Anaplastic Lymphoma Kinase—Positive Large B Cell Lymphoma: An Underdiagnosed Entity
摘要
ALK-positive large B cell lymphoma (ALK+ LBCL) is a rare, aggressive lymphoma composed of large ALK-positive monomorphic B-cells with a relative paucity of published literature. We retrospectively reviewed the clinico-morphological and immunohistochemical (IHC) profile of a series of ALK+LBCL diagnosed over the last decade (2015-2025) at our centre. Moreover, data on EBERISH and FISH studies were also presented. ALK+ LBCL accounted for 6 of 1501 lymphomas (0.4%) reported over the last decade. All occurred in males with a mean age of 39 years (24-52). Five were nodal and one was extra-nodal in origin with dominant renal involvement at the time of diagnosis; only one had B symptoms, which later relapsed with bone marrow and liver metastasis. Two cases each belonged to Ann Arbor stages II, III, and IV. As per IPI, one was in high risk, and two were in high intermediate risk groups. On IHC, all cases showed a diffuse cytoplasmic granular ALK1 positivity; 5/6 were positive for MUM1 and CD138; whereas CD3, CD20, CD30, and CD45 were negative. FISH analysis performed in three cases using a break-apart probe showed ALK1 gene rearrangement, and EBERISH was negative in one case where it was performed.
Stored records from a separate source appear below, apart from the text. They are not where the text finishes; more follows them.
use crate::color::Color;
use crate::mesh::normals::vertex_normals;
use crate::mesh::{Mesh, Triangle};
use crate::projector::Projector;
use crate::rasterizer::{draw_triangle_gouraud, Framebuffer};
use crate::scene::Scene;
use crate::shading::shade_vertex;
use crate::transform::ModelPose;

use indicatif::{ProgressBar, ProgressStyle};
use rayon::prelude::*;
use std::time::Instant;

pub const EPSILON: f32 = 1e-4;

/// Per-render parameters. One value per render pass, passed into each stage
/// rather than living in process-wide state.
#[derive(Clone, Copy, Debug)]
pub struct RenderConfig {
    pub width: usize,
    pub height: usize,
    pub focal_length: f32,
    pub background: Color,
}

impl Default for RenderConfig {
    fn default() -> Self {
        Self {
            width: 1024,
            height: 720,
            focal_length: 500.0,
            background: Color::BLACK,
        }
    }
}

/// A triangle that survived projection: screen points, shaded vertex colors,
/// and the mean 1/z proxy used only for draw ordering.
struct ProjectedTriangle {
    points: [(i32, i32); 3],
    colors: [Color; 3],
    depth: f32,
}

/// Full pipeline: pose the mesh, estimate smooth normals from the posed
/// vertex table, bake per-triangle attributes, then shade, project, sort and
/// rasterize.
pub fn render(mesh: &Mesh, pose: &ModelPose, scene: &Scene, config: &RenderConfig) -> Framebuffer {
    let vertices = pose.apply(&mesh.vertices);
    let normals = vertex_normals(&vertices, &mesh.faces);
    let posed = Mesh::new(vertices, mesh.faces.clone());
    let triangles = posed.bake(&normals);
    render_triangles(&triangles, scene, config)
}

/// Render camera-space triangles. Shading and projection run in parallel per
/// triangle; the composite (sort, then draw) is strictly sequential so the
/// back-to-front order stays observable.
pub fn render_triangles(triangles: &[Triangle], scene: &Scene, config: &RenderConfig) -> Framebuffer {
    println!(
        "Rendering frame ({}x{}) from {} triangles...",
        config.width,
        config.height,
        triangles.len()
    );
    let pb = ProgressBar::new(triangles.len() as u64);
    pb.set_style(
        ProgressStyle::default_bar()
            .template(
                "[{elapsed_precise}] {bar:40.cyan/blue} {pos:>7}/{len:7} Triangles ({per_sec}) {msg}",
            )
            .unwrap()
            .progress_chars("=>-"),
    );

    let start_time = Instant::now();
    let projector = Projector::new(config);

    let mut projected: Vec<ProjectedTriangle> = triangles
        .par_iter()
        .filter_map(|tri| {
            let result = project_and_shade(tri, &projector, scene);
            pb.inc(1);
            result
        })
        .collect();

    pb.finish_with_message("Shading complete");

    sort_back_to_front(&mut projected);

    let mut fb = Framebuffer::new(config.width, config.height, config.background);
    for tri in &projected {
        draw_triangle_gouraud(&mut fb, tri.points, tri.colors);
    }

    let render_time = start_time.elapsed();
    println!(
        "Rendered {} visible triangles in {:.3} seconds",
        projected.len(),
        render_time.as_secs_f32()
    );

    fb
}

/// Project all three vertices and light them. Any vertex at or behind the
/// near plane drops the whole triangle; there is no clipping.
fn project_and_shade(
    tri: &Triangle,
    projector: &Projector,
    scene: &Scene,
) -> Option<ProjectedTriangle> {
    let p0 = projector.project(tri.positions[0])?;
    let p1 = projector.project(tri.positions[1])?;
    let p2 = projector.project(tri.positions[2])?;

    let mut colors = [Color::BLACK; 3];
    for i in 0..3 {
        colors[i] = shade_vertex(
            tri.positions[i],
            tri.normals[i],
            &scene.material,
            &scene.lights,
            scene.view_pos,
        );
    }

    Some(ProjectedTriangle {
        points: [(p0.x, p0.y), (p1.x, p1.y), (p2.x, p2.y)],
        colors,
        depth: (p0.inv_z + p1.inv_z + p2.inv_z) / 3.0,
    })
}

/// Painter's algorithm ordering: ascending mean 1/z, so farther triangles
/// draw first and nearer ones paint over them. Correct only when triangles
/// do not interpenetrate; that limitation is part of this design.
fn sort_back_to_front(triangles: &mut [ProjectedTriangle]) {
    triangles.sort_by(|a, b| {
        a.depth
            .partial_cmp(&b.depth)
            .unwrap_or(std::cmp::Ordering::Equal)
    });
}

/// Save the framebuffer as a timestamped PNG next to the executable.
pub fn save_image(fb: &Framebuffer) {
    println!("Saving image...");
    let img_start_time = Instant::now();

    let mut img_buf =
        image::ImageBuffer::<image::Rgb<u8>, Vec<u8>>::new(fb.width as u32, fb.height as u32);

    for (x, y, pixel) in img_buf.enumerate_pixels_mut() {
        let c = fb.pixel(x as usize, y as usize);
        *pixel = image::Rgb([c.r as u8, c.g as u8, c.b as u8]);
    }

    let date_str = chrono::Local::now().format("%Y-%m-%d_%H-%M-%S").to_string();
    let filename = format!("render_{}.png", date_str);

    match img_buf.save(&filename) {
        Ok(_) => {
            let img_save_time = img_start_time.elapsed();
            println!(
                "Image saved as '{}' in {:.3} seconds",
                filename,
                img_save_time.as_secs_f32()
            );
        }
        Err(e) => eprintln!("Error saving image: {}", e),
    }
}

#[cfg(test)]
mod tests {
    use super::*;
    use crate::light::Light;
    use crate::material::{Material, ShadingMode};
    use crate::vec3::Vec3;

    const BG: Color = Color::BLACK;

    fn scene(mode: ShadingMode) -> Scene {
        Scene {
            material: Material::new(
                Color::new(80.0, 130.0, 225.0),
                Color::splat(140.0),
                16.0,
                mode,
            ),
            lights: vec![Light::new(Vec3::ZERO, Color::splat(400.0))],
            view_pos: Vec3::ZERO,
        }
    }

    // Equilateral-footprint triangle facing the camera at z = 3. All three
    // vertices sit at the same x^2 + y^2, so with the light at the origin
    // every vertex sees the same n.l and the shaded face is one flat color.
    fn facing_triangle() -> Triangle {
        let root2 = 2.0f32.sqrt();
        Triangle::new(
            [
                Vec3::new(-1.0, -1.0, 3.0),
                Vec3::new(1.0, -1.0, 3.0),
                Vec3::new(0.0, root2, 3.0),
            ],
            [Vec3::new(0.0, 0.0, -1.0); 3],
        )
    }

    fn expected_facing_color() -> Color {
        // ambient 0.4*kd plus kd * (n.l), n.l = 3/sqrt(11) at every vertex
        let lambert = 3.0 / 11.0f32.sqrt();
        (Color::new(80.0, 130.0, 225.0) * (0.4 + lambert)).clamped()
    }

    fn assert_close(a: Color, b: Color, tol: f32) {
        assert!(
            (a.r - b.r).abs() < tol && (a.g - b.g).abs() < tol && (a.b - b.b).abs() < tol,
            "{:?} != {:?}",
            a,
            b
        );
    }

    #[test]
    fn single_lit_triangle_renders_flat_analytic_color() {
        let config = RenderConfig::default();
        let fb = render_triangles(&[facing_triangle()], &scene(ShadingMode::Diffuse), &config);

        // Projected footprint: x in [345, 679], y in [193, 596]. The
        // interior is the analytically shaded color.
        let expected = expected_facing_color();
        assert_close(fb.pixel(512, 327), expected, 0.5);
        assert_close(fb.pixel(512, 250), expected, 0.5);

        // Nothing outside the projected bounds is touched.
        assert_eq!(fb.pixel(0, 0), BG);
        assert_eq!(fb.pixel(340, 327), BG);
        assert_eq!(fb.pixel(512, 600), BG);
        assert_eq!(fb.pixel(1023, 719), BG);
    }

    #[test]
    fn nearer_triangle_paints_over_farther_overlap() {
        let config = RenderConfig::default();
        // Far triangle at z = 6 with zero normals shades ambient-only, so
        // the two triangles are distinguishable wherever they overlap.
        let far = Triangle::new(
            [
                Vec3::new(-3.0, -3.0, 6.0),
                Vec3::new(3.0, -3.0, 6.0),
                Vec3::new(0.0, 3.0, 6.0),
            ],
            [Vec3::ZERO; 3],
        );
        let near = facing_triangle();
        let sc = scene(ShadingMode::Diffuse);

        // Input order deliberately near-first; sorting must fix it.
        let fb = render_triangles(&[near, far], &sc, &config);

        let ambient = (Color::new(80.0, 130.0, 225.0) * 0.4).clamped();
        // Overlap pixel shows the nearer triangle's color.
        assert_close(fb.pixel(512, 327), expected_facing_color(), 0.5);
        // A pixel covered only by the far triangle shows ambient.
        assert_close(fb.pixel(512, 150), ambient, 0.5);
    }

    #[test]
    fn degenerate_triangle_draws_no_pixels() {
        let config = RenderConfig::default();
        let degenerate = Triangle::new(
            [
                Vec3::new(-1.0, -1.0, 3.0),
                Vec3::new(-1.0, -1.0, 3.0),
                Vec3::new(1.0, 1.0, 3.0),
            ],
            [Vec3::new(0.0, 0.0, -1.0); 3],
        );
        let fb = render_triangles(&[degenerate], &scene(ShadingMode::Both), &config);
        for y in (0..720).step_by(7) {
            for x in (0..1024).step_by(7) {
                assert_eq!(fb.pixel(x, y), BG);
            }
        }
    }

    #[test]
    fn triangle_with_vertex_behind_camera_is_dropped_whole() {
        let config = RenderConfig::default();
        let straddling = Triangle::new(
            [
                Vec3::new(-1.0, -1.0, 3.0),
                Vec3::new(1.0, -1.0, 3.0),
                Vec3::new(0.0, 1.0, -2.0),
            ],
            [Vec3::new(0.0, 0.0, -1.0); 3],
        );
        let fb = render_triangles(&[straddling], &scene(ShadingMode::Both), &config);
        for y in (0..720).step_by(7) {
            for x in (0..1024).step_by(7) {
                assert_eq!(fb.pixel(x, y), BG);
            }
        }
    }

    #[test]
    fn full_pipeline_poses_and_renders_a_mesh() {
        let mesh = Mesh::new(
            vec![
                Vec3::new(-1.0, -1.0, 0.0),
                Vec3::new(1.0, -1.0, 0.0),
                Vec3::new(0.0, 1.0, 0.0),
            ],
            vec![[0, 1, 2]],
        );
        let pose = ModelPose {
            target_radius: 1.0,
            yaw_degrees: 0.0,
            pitch_degrees: 0.0,
            translation: Vec3::new(0.0, 0.0, 4.0),
        };
        let config = RenderConfig::default();
        let fb = render(&mesh, &pose, &scene(ShadingMode::Both), &config);

        let mut covered = 0;
        for y in 0..config.height {
            for x in 0..config.width {
                if fb.pixel(x, y) != BG {
                    covered += 1;
                }
            }
        }
        assert!(covered > 0);
    }
}
//! Framebuffer and edge-function triangle fill with Gouraud interpolation.

use crate::color::{color_to_u32, Color};

/// Output pixel grid for software rendering. Writes outside the bounds are
/// silently dropped.
pub struct Framebuffer {
    pub width: usize,
    pub height: usize,
    pixels: Vec<Color>,
}

impl Framebuffer {
    pub fn new(width: usize, height: usize, background: Color) -> Self {
        Self {
            width,
            height,
            pixels: vec![background.clamped(); width * height],
        }
    }

    pub fn pixel(&self, x: usize, y: usize) -> Color {
        self.pixels[y * self.width + x]
    }

    pub fn set_pixel(&mut self, x: i32, y: i32, color: Color) {
        if x >= 0 && (x as usize) < self.width && y >= 0 && (y as usize) < self.height {
            self.pixels[y as usize * self.width + x as usize] = color.clamped();
        }
    }

    /// Pack into the 0RGB u32 layout the preview window expects.
    pub fn to_argb_buffer(&self) -> Vec<u32> {
        self.pixels.iter().map(|c| color_to_u32(*c)).collect()
    }
}

/// Signed edge function: positive when (px, py) lies to one fixed side of
/// the directed line from (x0, y0) to (x1, y1). Applied to the third vertex
/// it gives twice the triangle's signed area.
pub fn edge_function(x0: i64, y0: i64, x1: i64, y1: i64, px: i64, py: i64) -> i64 {
    (y0 - y1) * px + (x1 - x0) * py + (x0 * y1 - x1 * y0)
}

/// Fill a screen-space triangle, interpolating the three vertex colors with
/// barycentric weights (Gouraud shading).
///
/// Pixels are covered when all three edge values are >= 0, which assumes the
/// caller supplies vertices in the pipeline's consistent winding. A triangle
/// with exactly zero area is skipped outright.
pub fn draw_triangle_gouraud(fb: &mut Framebuffer, pts: [(i32, i32); 3], cols: [Color; 3]) {
    let (x0, y0) = (pts[0].0 as i64, pts[0].1 as i64);
    let (x1, y1) = (pts[1].0 as i64, pts[1].1 as i64);
    let (x2, y2) = (pts[2].0 as i64, pts[2].1 as i64);

    let area = edge_function(x0, y0, x1, y1, x2, y2);
    if area == 0 {
        return;
    }
    let inv_area = 1.0 / area as f32;

    let min_x = x0.min(x1).min(x2).max(0);
    let max_x = x0.max(x1).max(x2).min(fb.width as i64 - 1);
    let min_y = y0.min(y1).min(y2).max(0);
    let max_y = y0.max(y1).max(y2).min(fb.height as i64 - 1);

    for y in min_y..=max_y {
        for x in min_x..=max_x {
            let w0 = edge_function(x1, y1, x2, y2, x, y);
            let w1 = edge_function(x2, y2, x0, y0, x, y);
            let w2 = edge_function(x0, y0, x1, y1, x, y);

            if w0 >= 0 && w1 >= 0 && w2 >= 0 {
                let w0 = w0 as f32 * inv_area;
                let w1 = w1 as f32 * inv_area;
                let w2 = w2 as f32 * inv_area;

                let color = cols[0] * w0 + cols[1] * w1 + cols[2] * w2;
                fb.set_pixel(x as i32, y as i32, color);
            }
        }
    }
}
Three patients died within one year of diagnosis and treatment with CHOEP regimen.ALK+ LBCL is a rare and underdiagnosed entity that needs to be differentiated from its close mimics, such as ALCL (CD30+), plasmablastic lymphoma (ALK-, EBERISH+), and DLBCL (ALK-, CD20+), for risk stratification and appropriate management. We report six cases of ALK+ LBCL and discuss the differential diagnoses, pattern of ALK staining, pathogenesis, and potential future therapy of this aggressive lymphoma.